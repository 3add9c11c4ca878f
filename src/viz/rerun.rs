//! Rerun-based visualization of odometer output.
//!
//! Entity hierarchy:
//!     status               - Last motion estimate status and feature counts
//!     world/
//!         base             - Current base pose (transform)
//!         trajectory       - Published positions (gray line)
//!     plots/
//!         inliers          - Inlier count per frame
//!         speed            - Linear speed from the twist estimate

use anyhow::{Context, Result};
use nalgebra::Vector3;
use rerun::{RecordingStream, external::glam};

use crate::geometry::SE3;
use crate::system::{Odometry, OdometryInfo, OdometrySink, PoseStamped, TransformStamped};

/// Streams odometer output to a spawned rerun viewer.
pub struct RerunSink {
    rec: RecordingStream,
    trajectory: Vec<Vector3<f64>>,
    start_timestamp_ns: Option<u64>,
}

impl RerunSink {
    pub fn spawn(app_name: &str) -> Result<Self> {
        // Runs rerun viewer in a separate process
        let rec = rerun::RecordingStreamBuilder::new(app_name)
            .spawn()
            .context("Failed to spawn rerun viewer")?;
        rec.log_static("world", &rerun::ViewCoordinates::RFU()).ok();

        Ok(Self {
            rec,
            trajectory: Vec::new(),
            start_timestamp_ns: None,
        })
    }

    /// Time relative to the first record seen.
    fn set_time(&mut self, timestamp_ns: u64) {
        let start_ns = *self.start_timestamp_ns.get_or_insert(timestamp_ns);
        let relative_sec = timestamp_ns.saturating_sub(start_ns) as f64 / 1e9;
        self.rec.set_duration_secs("time", relative_sec);
    }

    fn log_pose(&self, pose: &SE3) {
        let translation = glam::Vec3::new(
            pose.translation.x as f32,
            pose.translation.y as f32,
            pose.translation.z as f32,
        );
        let rotation = glam::Quat::from_xyzw(
            pose.rotation.coords.x as f32,
            pose.rotation.coords.y as f32,
            pose.rotation.coords.z as f32,
            pose.rotation.w as f32,
        );
        self.rec
            .log(
                "world/base",
                &rerun::Transform3D::from_translation_rotation(translation, rotation),
            )
            .ok();
    }

    fn log_trajectory(&self) {
        if self.trajectory.len() < 2 {
            return;
        }
        let pts: Vec<[f32; 3]> = self
            .trajectory
            .iter()
            .map(|p| [p.x as f32, p.y as f32, p.z as f32])
            .collect();
        self.rec
            .log(
                "world/trajectory",
                &rerun::LineStrips3D::new([pts])
                    .with_colors([[128u8, 128, 128]])
                    .with_radii([0.005f32]),
            )
            .ok();
    }
}

impl OdometrySink for RerunSink {
    fn publish_odometry(&mut self, msg: &Odometry) {
        self.set_time(msg.header.stamp_ns);
        self.log_pose(&msg.pose);
        self.trajectory.push(msg.pose.translation);
        self.log_trajectory();

        if let Some(twist) = &msg.twist {
            self.rec
                .log("plots/speed", &rerun::Scalars::new([twist.linear.norm()]))
                .ok();
        }
    }

    fn publish_pose(&mut self, _msg: &PoseStamped) {}

    fn publish_transform(&mut self, msg: &TransformStamped) {
        // Idle republish: keep the pose visible without extending the path.
        self.set_time(msg.header.stamp_ns);
        self.log_pose(&msg.transform);
    }

    fn publish_info(&mut self, msg: &OdometryInfo) {
        self.set_time(msg.header.stamp_ns);
        let status_text = format!(
            "**{}** | Keypoints: {} | Matches: {} | Inliers: {} | Runtime: {:.1} ms",
            msg.motion_estimate_status,
            msg.num_total_keypoints,
            msg.num_matches,
            msg.num_inliers,
            msg.runtime * 1e3
        );
        self.rec
            .log(
                "status",
                &rerun::TextDocument::new(status_text)
                    .with_media_type(rerun::MediaType::markdown()),
            )
            .ok();
        self.rec
            .log("plots/inliers", &rerun::Scalars::new([msg.num_inliers as f64]))
            .ok();
    }
}
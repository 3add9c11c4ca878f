//! Publisher sink: where odometer output goes.

use anyhow::Result;
use crossbeam_channel::{Receiver, Sender, unbounded};
use tracing::debug;

use super::messages::{Odometry, OdometryInfo, OdometryMessage, PoseStamped, TransformStamped};

/// Transport-specific emission of odometer output.
///
/// Called with the odometer lock held; implementations should not block
/// for long.
pub trait OdometrySink: Send {
    fn publish_odometry(&mut self, msg: &Odometry);
    fn publish_pose(&mut self, msg: &PoseStamped);
    fn publish_transform(&mut self, msg: &TransformStamped);
    fn publish_info(&mut self, msg: &OdometryInfo);

    /// Push buffered records out. Publishing itself never fails; this is
    /// where a sink reports write errors.
    fn flush(&mut self) -> Result<()> {
        Ok(())
    }
}

/// Forwards every record over a crossbeam channel.
///
/// A disconnected receiver is not an error; records are dropped.
pub struct ChannelSink {
    sender: Sender<OdometryMessage>,
}

impl ChannelSink {
    pub fn new(sender: Sender<OdometryMessage>) -> Self {
        Self { sender }
    }

    /// Sink plus the receiving end of an unbounded channel.
    pub fn unbounded() -> (Self, Receiver<OdometryMessage>) {
        let (sender, receiver) = unbounded();
        (Self::new(sender), receiver)
    }

    fn send(&self, msg: OdometryMessage) {
        if self.sender.send(msg).is_err() {
            debug!("Odometry receiver disconnected, dropping message");
        }
    }
}

impl OdometrySink for ChannelSink {
    fn publish_odometry(&mut self, msg: &Odometry) {
        self.send(OdometryMessage::Odometry(msg.clone()));
    }

    fn publish_pose(&mut self, msg: &PoseStamped) {
        self.send(OdometryMessage::Pose(msg.clone()));
    }

    fn publish_transform(&mut self, msg: &TransformStamped) {
        self.send(OdometryMessage::Transform(msg.clone()));
    }

    fn publish_info(&mut self, msg: &OdometryInfo) {
        self.send(OdometryMessage::Info(msg.clone()));
    }
}

/// Fans records out to several sinks in order.
#[derive(Default)]
pub struct MultiSink {
    sinks: Vec<Box<dyn OdometrySink>>,
}

impl MultiSink {
    pub fn new() -> Self {
        Self::default()
    }

    pub fn push(&mut self, sink: Box<dyn OdometrySink>) {
        self.sinks.push(sink);
    }

    pub fn len(&self) -> usize {
        self.sinks.len()
    }

    pub fn is_empty(&self) -> bool {
        self.sinks.is_empty()
    }
}

impl OdometrySink for MultiSink {
    fn publish_odometry(&mut self, msg: &Odometry) {
        self.sinks.iter_mut().for_each(|s| s.publish_odometry(msg));
    }

    fn publish_pose(&mut self, msg: &PoseStamped) {
        self.sinks.iter_mut().for_each(|s| s.publish_pose(msg));
    }

    fn publish_transform(&mut self, msg: &TransformStamped) {
        self.sinks.iter_mut().for_each(|s| s.publish_transform(msg));
    }

    fn publish_info(&mut self, msg: &OdometryInfo) {
        self.sinks.iter_mut().for_each(|s| s.publish_info(msg));
    }

    fn flush(&mut self) -> Result<()> {
        self.sinks.iter_mut().try_for_each(|s| s.flush())
    }
}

****************************************

• **Task instructions**
Which lines in the data above hold the string "RerunSink"? Show each one.

• **Result for this task**
pub struct RerunSink {
impl RerunSink {
impl OdometrySink for RerunSink {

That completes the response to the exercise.